Types of Beta Receptors

  • Beta-1: Increases heart activity.

  • Beta-2: Induces relaxation in smooth muscles, especially in lungs.

  • Beta-3: Related to lipolysis reactions.

Autonomic Effects on Glandular Secretion

Impact of Autonomic Activity

  • Secretion rates modulated by blood vessel dynamics—vasodilation enhances secretion, while vasoconstriction inhibits.

Modulatory Substances

Additional Neurotransmitters

  • Other substances like enkephalins and nitric oxide modulate the actions of ACh and NE, influencing muscle tone and blood flow.

Neurotransmitter Actions

Reception Mechanism

  • Dual action depending on receptor presence—ACh binds to either type of receptor influencing responses.

Dual Innervation Explanation

Interaction of ANS Divisions

  • Antagonistic Effect: One division opposes the other (e.g., heart rate).

  • Cooperative Effect: Both divisions contribute separately to an overall effect.

Iris Control without Dual Innervation

Unique Control Example

  • The iris is influenced differently by parasympathetic and sympathetic inputs for pupil size regulation.

Unique Sympathetic Control

Single Innervation Example

  • Some targets receive only sympathetic input, crucial for functions such as blood flow regulation.

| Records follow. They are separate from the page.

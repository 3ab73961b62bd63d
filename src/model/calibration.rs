//! Detector calibration and scattering-angle geometry.
//!
//! Pixel coordinates are `(x, y)` = (column, row). Two-theta and azimuth
//! are reported in degrees; wavelength is stored in meters.

use std::f64::consts::PI;

use ndarray::Array2;
use serde::{Deserialize, Serialize};

/// Flat-detector geometry in normal incidence.
#[derive(Debug, Clone, Copy, PartialEq, Serialize, Deserialize)]
pub struct Geometry {
    /// X-ray wavelength in meters.
    pub wavelength: f64,
    /// Sample-detector distance in meters.
    pub distance: f64,
    /// Beam center column, in pixels.
    pub center_x: f64,
    /// Beam center row, in pixels.
    pub center_y: f64,
    /// Pixel edge length in meters.
    pub pixel_size: f64,
}

impl Geometry {
    /// Two-theta at a pixel, in degrees.
    #[must_use]
    pub fn two_theta(&self, x: f64, y: f64) -> f64 {
        let dx = (x - self.center_x) * self.pixel_size;
        let dy = (y - self.center_y) * self.pixel_size;
        (dx.hypot(dy) / self.distance).atan().to_degrees()
    }

    /// Azimuth of a pixel around the beam center, in degrees.
    #[must_use]
    pub fn azimuth(&self, x: f64, y: f64) -> f64 {
        (y - self.center_y).atan2(x - self.center_x).to_degrees()
    }
}

/// Momentum transfer q (1/Å) for a two-theta value in degrees.
#[must_use]
pub fn q_from_two_theta(tth: f64, wavelength: f64) -> f64 {
    4.0 * PI * (tth / 360.0 * PI).sin() / wavelength / 1e10
}

/// Lattice spacing d (Å) for a two-theta value in degrees.
#[must_use]
pub fn d_from_two_theta(tth: f64, wavelength: f64) -> f64 {
    wavelength / (2.0 * (tth / 360.0 * PI).sin()) * 1e10
}

/// Calibration state of one model: absent until a calibrated project or a
/// live calibration provides a [`Geometry`].
#[derive(Debug, Default)]
pub struct CalibrationModel {
    geometry: Option<Geometry>,
}

impl CalibrationModel {
    #[must_use]
    pub fn new() -> Self {
        Self { geometry: None }
    }

    #[must_use]
    pub fn is_calibrated(&self) -> bool {
        self.geometry.is_some()
    }

    #[must_use]
    pub fn geometry(&self) -> Option<&Geometry> {
        self.geometry.as_ref()
    }

    pub fn set_geometry(&mut self, geometry: Geometry) {
        self.geometry = Some(geometry);
    }

    #[must_use]
    pub fn wavelength(&self) -> Option<f64> {
        self.geometry.map(|g| g.wavelength)
    }

    /// Two-theta in degrees for every pixel of a `(rows, cols)` detector.
    #[must_use]
    pub fn two_theta_field(&self, dim: (usize, usize)) -> Option<Array2<f64>> {
        let geometry = self.geometry?;
        #[allow(clippy::cast_precision_loss)]
        let field = Array2::from_shape_fn(dim, |(row, col)| {
            geometry.two_theta(col as f64, row as f64)
        });
        Some(field)
    }
}

#[cfg(test)]
#[path = "calibration_test.rs"]
mod tests;
//! Domain services used by the websocket routes.
//!
//! ARCHITECTURE
//! ============
//! Service modules own session lifecycle, change-notification wiring, and
//! the streaming subserver so route handlers can stay focused on protocol
//! translation.

pub mod files;
pub mod notifier;
pub mod session;
pub mod stream;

Sympathetic Vasomotor Tone Regulation Mechanism

Baseline Activity

  • Baseline sympathetic activity determining blood vessel constriction or dilation based on firing frequency, allowing rapid response adjustments.

Overview of Autonomic Reflexes

Components of Reflex Arcs

  • Pre-programmed responses manage visceral functions, enabling ANS control.

Example of Autonomic Reflex

Specific Reflex Functions

  • Bladder reflex: Stretch activates sensory pathways triggering motor responses for contraction and relaxation of sphincters.

Central Control of Autonomic Function

CNS Influence on ANS

  • Higher brain regions influence ANS through emotional responses and core primitive functions.

Neuroendocrine Regulation of Stress

HPA Axis Dynamics

  • Interaction of hormones and nervous functions impacting response to stressors, influencing physiological reactions and functions.